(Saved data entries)
※

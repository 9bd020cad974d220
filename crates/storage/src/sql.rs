//! Dynamic row binding and decoding

use feature_frame::{ColumnKind, Value};
use sqlx::query::Query;
use sqlx::sqlite::{Sqlite, SqliteArguments, SqliteRow};
use sqlx::{Row, TypeInfo, ValueRef};

/// Double-quote an identifier for SQLite
pub(crate) fn quote_ident(name: &str) -> String {
    format!("\"{}\"", name.replace('"', "\"\""))
}

/// Declared column type for a frame column kind
pub(crate) fn sql_type(kind: ColumnKind) -> &'static str {
    match kind {
        ColumnKind::Bool | ColumnKind::Int => "INTEGER",
        ColumnKind::Empty | ColumnKind::Float => "REAL",
        ColumnKind::Text => "TEXT",
    }
}

/// Bind one cell as a positional parameter
pub(crate) fn bind_value<'q>(
    query: Query<'q, Sqlite, SqliteArguments<'q>>,
    value: &'q Value,
) -> Query<'q, Sqlite, SqliteArguments<'q>> {
    match value {
        Value::Null => query.bind(None::<i64>),
        Value::Bool(b) => query.bind(i64::from(*b)),
        Value::Int(i) => query.bind(*i),
        Value::Float(f) => query.bind(*f),
        Value::Text(s) => query.bind(s.as_str()),
    }
}

/// Decode column `idx` of `row` by its storage class
pub(crate) fn decode_cell(row: &SqliteRow, idx: usize) -> Result<Value, sqlx::Error> {
    let raw = row.try_get_raw(idx)?;
    if raw.is_null() {
        return Ok(Value::Null);
    }
    let storage_class = raw.type_info().name().to_ascii_uppercase();
    let value = match storage_class.as_str() {
        "INTEGER" | "BOOLEAN" => Value::Int(row.try_get_unchecked::<i64, _>(idx)?),
        "REAL" | "NUMERIC" => Value::float(row.try_get_unchecked::<f64, _>(idx)?),
        "BLOB" => {
            let bytes = row.try_get_unchecked::<Vec<u8>, _>(idx)?;
            Value::Text(String::from_utf8_lossy(&bytes).into_owned())
        }
        _ => Value::Text(row.try_get_unchecked::<String, _>(idx)?),
    };
    Ok(value)
}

※

WHAT IS EXPECTED:
How many lines in the records above contain the word "bytes"? Answer with the number alone.

TASK ANSWER:
2